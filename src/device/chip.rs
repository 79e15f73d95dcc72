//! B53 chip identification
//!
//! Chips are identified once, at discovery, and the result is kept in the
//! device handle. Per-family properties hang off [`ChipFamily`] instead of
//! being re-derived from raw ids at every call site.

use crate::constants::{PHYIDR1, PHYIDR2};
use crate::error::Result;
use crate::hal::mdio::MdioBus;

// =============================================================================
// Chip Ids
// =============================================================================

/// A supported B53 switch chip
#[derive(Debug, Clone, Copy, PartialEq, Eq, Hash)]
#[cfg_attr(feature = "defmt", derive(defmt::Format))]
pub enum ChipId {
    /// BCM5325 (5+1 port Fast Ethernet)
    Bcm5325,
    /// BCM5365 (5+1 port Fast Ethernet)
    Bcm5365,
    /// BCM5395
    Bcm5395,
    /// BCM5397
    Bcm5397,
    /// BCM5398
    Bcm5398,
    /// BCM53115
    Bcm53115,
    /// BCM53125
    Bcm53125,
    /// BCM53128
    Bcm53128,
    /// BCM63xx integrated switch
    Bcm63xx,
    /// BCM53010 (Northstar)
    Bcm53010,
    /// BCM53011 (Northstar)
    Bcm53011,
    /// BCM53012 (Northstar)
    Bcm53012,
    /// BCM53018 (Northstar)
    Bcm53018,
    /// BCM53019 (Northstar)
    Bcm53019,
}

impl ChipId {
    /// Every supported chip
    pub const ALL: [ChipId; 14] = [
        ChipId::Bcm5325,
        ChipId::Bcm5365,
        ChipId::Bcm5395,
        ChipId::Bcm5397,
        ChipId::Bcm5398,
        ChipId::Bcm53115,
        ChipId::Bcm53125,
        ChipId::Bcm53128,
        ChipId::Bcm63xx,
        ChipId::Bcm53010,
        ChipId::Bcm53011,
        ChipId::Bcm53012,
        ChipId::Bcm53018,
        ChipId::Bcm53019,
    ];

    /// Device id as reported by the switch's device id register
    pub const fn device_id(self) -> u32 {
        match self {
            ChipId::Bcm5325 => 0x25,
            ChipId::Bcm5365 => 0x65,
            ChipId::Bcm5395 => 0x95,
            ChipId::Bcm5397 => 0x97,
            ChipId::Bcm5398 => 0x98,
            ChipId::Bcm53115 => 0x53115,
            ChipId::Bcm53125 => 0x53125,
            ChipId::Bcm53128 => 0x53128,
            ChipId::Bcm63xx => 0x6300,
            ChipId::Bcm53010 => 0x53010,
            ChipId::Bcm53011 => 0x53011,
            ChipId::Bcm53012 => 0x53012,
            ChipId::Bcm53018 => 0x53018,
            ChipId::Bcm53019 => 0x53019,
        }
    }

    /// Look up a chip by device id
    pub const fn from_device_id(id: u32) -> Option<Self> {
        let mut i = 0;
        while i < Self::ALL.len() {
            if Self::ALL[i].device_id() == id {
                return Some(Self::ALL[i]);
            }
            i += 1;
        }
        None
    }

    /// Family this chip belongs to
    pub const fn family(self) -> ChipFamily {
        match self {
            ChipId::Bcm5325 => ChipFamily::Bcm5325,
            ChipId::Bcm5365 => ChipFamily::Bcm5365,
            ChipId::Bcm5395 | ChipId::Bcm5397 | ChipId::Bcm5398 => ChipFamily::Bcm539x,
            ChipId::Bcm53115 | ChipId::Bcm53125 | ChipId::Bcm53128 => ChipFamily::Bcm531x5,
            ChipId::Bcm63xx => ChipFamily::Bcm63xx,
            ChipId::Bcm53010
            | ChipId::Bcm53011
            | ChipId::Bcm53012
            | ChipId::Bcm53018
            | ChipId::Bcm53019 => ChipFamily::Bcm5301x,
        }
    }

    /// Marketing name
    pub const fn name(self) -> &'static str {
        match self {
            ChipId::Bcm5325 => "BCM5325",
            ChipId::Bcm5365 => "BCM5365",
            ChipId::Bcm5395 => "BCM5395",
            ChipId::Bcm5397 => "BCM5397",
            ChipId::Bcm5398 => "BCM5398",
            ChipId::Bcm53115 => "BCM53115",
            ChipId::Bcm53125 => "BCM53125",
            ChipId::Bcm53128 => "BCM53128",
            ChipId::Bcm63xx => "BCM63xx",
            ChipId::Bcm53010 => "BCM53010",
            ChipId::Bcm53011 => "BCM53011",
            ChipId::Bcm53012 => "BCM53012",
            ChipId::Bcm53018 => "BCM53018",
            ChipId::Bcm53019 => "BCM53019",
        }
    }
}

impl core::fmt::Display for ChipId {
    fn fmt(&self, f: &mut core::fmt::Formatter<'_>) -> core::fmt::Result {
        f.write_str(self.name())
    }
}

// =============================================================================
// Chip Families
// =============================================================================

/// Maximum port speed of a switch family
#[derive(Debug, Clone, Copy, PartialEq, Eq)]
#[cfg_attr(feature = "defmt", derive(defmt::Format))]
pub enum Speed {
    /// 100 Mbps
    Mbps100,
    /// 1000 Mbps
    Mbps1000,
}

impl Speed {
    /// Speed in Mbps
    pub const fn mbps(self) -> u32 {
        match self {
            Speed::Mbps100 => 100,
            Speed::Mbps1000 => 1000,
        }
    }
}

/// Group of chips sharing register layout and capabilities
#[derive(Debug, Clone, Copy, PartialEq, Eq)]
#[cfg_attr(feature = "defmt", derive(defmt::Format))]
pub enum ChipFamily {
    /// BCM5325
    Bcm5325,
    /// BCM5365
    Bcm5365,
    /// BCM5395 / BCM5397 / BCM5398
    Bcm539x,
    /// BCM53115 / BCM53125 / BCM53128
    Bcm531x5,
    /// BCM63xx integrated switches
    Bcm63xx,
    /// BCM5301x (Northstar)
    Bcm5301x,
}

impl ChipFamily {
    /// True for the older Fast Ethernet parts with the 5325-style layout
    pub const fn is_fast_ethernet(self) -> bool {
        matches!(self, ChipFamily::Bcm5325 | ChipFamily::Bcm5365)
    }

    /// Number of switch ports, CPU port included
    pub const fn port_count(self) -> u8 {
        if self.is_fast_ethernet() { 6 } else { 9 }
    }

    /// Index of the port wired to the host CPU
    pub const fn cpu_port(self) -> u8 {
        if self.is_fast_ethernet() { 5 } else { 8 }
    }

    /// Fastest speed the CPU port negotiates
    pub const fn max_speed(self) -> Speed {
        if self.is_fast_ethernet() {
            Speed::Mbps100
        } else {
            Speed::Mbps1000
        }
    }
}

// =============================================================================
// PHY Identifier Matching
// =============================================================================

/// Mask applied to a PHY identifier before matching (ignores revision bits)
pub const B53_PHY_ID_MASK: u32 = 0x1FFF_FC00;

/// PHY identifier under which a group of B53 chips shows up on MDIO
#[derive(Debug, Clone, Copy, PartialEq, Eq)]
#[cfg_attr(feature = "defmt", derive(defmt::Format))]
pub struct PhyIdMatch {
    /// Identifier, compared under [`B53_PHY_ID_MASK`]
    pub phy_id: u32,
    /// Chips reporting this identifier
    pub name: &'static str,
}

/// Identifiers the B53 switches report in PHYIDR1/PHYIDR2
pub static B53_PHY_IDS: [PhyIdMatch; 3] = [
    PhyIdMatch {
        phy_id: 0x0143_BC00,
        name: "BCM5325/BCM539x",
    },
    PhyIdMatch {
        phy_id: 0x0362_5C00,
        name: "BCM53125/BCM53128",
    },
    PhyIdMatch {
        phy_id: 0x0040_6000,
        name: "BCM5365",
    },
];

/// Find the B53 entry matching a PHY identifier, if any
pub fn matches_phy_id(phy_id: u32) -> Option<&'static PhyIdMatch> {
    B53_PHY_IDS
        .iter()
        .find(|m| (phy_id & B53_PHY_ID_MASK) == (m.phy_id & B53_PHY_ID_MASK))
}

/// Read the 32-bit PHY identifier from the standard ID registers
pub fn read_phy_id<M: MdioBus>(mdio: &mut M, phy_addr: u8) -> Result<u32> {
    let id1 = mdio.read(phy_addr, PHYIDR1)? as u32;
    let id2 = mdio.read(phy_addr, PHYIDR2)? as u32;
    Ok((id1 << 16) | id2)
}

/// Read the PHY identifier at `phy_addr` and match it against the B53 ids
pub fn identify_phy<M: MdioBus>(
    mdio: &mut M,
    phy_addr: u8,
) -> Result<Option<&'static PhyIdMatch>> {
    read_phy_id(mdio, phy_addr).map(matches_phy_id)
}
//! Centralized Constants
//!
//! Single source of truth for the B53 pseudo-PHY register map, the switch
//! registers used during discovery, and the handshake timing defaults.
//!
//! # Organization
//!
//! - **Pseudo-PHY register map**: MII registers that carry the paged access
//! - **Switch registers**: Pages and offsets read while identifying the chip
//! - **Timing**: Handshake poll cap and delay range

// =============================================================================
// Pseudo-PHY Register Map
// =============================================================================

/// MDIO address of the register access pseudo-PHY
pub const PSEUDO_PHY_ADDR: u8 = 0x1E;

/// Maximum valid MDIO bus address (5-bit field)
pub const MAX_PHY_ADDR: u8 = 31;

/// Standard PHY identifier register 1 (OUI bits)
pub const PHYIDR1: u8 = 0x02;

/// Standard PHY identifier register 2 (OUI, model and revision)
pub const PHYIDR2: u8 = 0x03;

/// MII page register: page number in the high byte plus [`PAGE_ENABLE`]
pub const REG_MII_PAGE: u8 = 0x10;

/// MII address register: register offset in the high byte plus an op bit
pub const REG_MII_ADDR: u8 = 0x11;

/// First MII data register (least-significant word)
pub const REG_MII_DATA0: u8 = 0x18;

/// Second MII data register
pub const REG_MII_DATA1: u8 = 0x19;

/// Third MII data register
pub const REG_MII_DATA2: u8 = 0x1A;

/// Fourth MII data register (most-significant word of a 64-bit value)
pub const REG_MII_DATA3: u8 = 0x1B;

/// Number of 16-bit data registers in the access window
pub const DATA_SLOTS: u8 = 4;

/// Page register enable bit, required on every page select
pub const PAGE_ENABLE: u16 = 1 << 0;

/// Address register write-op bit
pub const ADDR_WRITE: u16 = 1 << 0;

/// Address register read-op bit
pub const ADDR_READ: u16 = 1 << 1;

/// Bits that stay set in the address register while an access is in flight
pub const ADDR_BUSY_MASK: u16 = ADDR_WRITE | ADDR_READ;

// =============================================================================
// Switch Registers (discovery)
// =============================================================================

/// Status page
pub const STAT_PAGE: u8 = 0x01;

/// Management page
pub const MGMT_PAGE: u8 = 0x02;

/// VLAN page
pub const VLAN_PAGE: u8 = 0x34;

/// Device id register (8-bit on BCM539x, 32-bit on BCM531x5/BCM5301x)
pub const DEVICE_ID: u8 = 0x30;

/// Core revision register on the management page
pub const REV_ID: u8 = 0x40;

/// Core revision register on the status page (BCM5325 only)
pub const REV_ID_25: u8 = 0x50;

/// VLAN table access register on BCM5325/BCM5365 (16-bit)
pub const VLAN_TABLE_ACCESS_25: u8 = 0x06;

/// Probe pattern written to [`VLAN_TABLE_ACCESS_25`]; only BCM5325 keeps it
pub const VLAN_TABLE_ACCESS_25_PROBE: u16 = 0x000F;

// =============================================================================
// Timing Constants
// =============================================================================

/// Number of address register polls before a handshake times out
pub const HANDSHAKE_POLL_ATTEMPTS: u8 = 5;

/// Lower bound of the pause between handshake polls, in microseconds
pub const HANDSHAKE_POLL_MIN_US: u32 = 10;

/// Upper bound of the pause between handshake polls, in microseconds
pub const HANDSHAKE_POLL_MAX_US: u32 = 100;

☆ ☆ ☆ ☆ ☆ ☆ ☆

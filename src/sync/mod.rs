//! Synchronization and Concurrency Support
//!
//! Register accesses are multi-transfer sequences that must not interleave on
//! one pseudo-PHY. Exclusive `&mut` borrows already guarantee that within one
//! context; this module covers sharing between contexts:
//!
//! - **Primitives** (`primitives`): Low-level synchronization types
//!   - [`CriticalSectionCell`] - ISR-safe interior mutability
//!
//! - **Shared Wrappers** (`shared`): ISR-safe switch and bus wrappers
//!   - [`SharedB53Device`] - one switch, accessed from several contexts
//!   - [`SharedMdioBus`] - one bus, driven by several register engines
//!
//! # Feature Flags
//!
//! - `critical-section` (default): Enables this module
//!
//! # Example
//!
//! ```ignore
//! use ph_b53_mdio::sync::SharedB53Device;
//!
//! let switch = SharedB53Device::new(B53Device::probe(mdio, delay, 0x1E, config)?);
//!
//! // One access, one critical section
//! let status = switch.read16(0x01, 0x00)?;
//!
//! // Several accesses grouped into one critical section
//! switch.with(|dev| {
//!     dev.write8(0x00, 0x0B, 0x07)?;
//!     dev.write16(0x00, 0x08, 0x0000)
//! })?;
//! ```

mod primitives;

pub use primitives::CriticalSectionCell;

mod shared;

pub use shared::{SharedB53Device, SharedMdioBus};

☆ ☆ ☆ ☆ ☆ ☆ ☆

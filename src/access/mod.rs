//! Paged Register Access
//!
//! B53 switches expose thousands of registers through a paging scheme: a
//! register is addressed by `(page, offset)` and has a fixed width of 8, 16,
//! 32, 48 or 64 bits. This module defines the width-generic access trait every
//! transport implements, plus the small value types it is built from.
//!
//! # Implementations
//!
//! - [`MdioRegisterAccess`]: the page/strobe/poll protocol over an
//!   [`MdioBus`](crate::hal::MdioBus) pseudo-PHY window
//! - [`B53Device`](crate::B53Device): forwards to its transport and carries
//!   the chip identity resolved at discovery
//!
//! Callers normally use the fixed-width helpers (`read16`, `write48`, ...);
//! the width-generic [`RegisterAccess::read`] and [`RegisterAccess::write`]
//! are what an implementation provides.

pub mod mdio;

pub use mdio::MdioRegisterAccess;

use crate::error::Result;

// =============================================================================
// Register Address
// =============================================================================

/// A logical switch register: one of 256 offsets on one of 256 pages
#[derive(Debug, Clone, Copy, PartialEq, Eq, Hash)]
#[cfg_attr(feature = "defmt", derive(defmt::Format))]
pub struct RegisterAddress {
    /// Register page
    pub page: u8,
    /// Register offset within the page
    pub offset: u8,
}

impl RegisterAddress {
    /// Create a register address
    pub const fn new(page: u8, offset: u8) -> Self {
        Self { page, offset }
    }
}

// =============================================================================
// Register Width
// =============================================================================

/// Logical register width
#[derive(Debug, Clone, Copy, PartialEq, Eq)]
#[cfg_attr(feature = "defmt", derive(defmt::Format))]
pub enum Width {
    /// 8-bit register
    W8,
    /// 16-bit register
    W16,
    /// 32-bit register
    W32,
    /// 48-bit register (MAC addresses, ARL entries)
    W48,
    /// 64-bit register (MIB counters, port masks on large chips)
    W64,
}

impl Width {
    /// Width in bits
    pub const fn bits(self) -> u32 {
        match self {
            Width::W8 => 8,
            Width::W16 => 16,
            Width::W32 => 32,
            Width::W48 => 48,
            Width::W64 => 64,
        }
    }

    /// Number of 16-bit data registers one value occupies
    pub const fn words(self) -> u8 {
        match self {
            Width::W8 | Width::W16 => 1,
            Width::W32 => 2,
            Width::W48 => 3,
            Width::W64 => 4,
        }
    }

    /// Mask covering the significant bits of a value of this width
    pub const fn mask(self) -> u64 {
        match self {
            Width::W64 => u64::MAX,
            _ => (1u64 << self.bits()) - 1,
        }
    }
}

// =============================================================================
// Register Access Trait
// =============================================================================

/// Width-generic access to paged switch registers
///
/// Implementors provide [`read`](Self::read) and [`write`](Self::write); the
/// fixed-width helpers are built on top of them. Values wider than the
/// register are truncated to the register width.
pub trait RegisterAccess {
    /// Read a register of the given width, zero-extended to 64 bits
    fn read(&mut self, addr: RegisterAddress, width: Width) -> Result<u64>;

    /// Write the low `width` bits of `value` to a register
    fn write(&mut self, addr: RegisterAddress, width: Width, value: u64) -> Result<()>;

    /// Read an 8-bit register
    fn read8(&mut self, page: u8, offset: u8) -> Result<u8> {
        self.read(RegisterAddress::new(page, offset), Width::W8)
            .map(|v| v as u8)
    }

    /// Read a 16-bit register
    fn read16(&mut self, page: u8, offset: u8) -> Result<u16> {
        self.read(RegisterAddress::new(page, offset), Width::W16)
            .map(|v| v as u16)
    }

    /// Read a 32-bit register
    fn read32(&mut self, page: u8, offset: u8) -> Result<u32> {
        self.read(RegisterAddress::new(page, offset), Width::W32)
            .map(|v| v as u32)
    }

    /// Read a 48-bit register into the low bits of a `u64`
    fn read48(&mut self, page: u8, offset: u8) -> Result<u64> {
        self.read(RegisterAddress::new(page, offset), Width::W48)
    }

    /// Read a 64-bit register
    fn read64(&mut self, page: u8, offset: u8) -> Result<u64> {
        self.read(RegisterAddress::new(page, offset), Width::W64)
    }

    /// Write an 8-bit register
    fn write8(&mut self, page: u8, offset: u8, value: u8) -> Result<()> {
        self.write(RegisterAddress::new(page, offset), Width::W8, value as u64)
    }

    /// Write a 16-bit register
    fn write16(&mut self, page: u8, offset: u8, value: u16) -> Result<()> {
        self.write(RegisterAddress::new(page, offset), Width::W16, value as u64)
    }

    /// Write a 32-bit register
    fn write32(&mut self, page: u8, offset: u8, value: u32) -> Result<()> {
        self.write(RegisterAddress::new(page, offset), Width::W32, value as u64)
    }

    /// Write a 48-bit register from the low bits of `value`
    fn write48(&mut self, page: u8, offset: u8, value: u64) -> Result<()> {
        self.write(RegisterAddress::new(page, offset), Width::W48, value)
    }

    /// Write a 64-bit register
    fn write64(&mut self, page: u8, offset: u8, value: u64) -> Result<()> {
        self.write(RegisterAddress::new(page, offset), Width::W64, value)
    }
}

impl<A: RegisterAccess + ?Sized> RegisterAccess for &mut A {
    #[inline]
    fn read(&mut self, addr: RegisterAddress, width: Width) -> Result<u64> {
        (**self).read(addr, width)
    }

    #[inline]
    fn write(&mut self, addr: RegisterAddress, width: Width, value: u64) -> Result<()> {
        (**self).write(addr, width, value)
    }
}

☆ ☆ ☆ ☆ ☆ ☆ ☆

What the task requires —
In the records above, locate the lines holding the word "transport". Copy each of them.

Response area —
//! transport implements, plus the small value types it is built from.
//! - [`B53Device`](crate::B53Device): forwards to its transport and carries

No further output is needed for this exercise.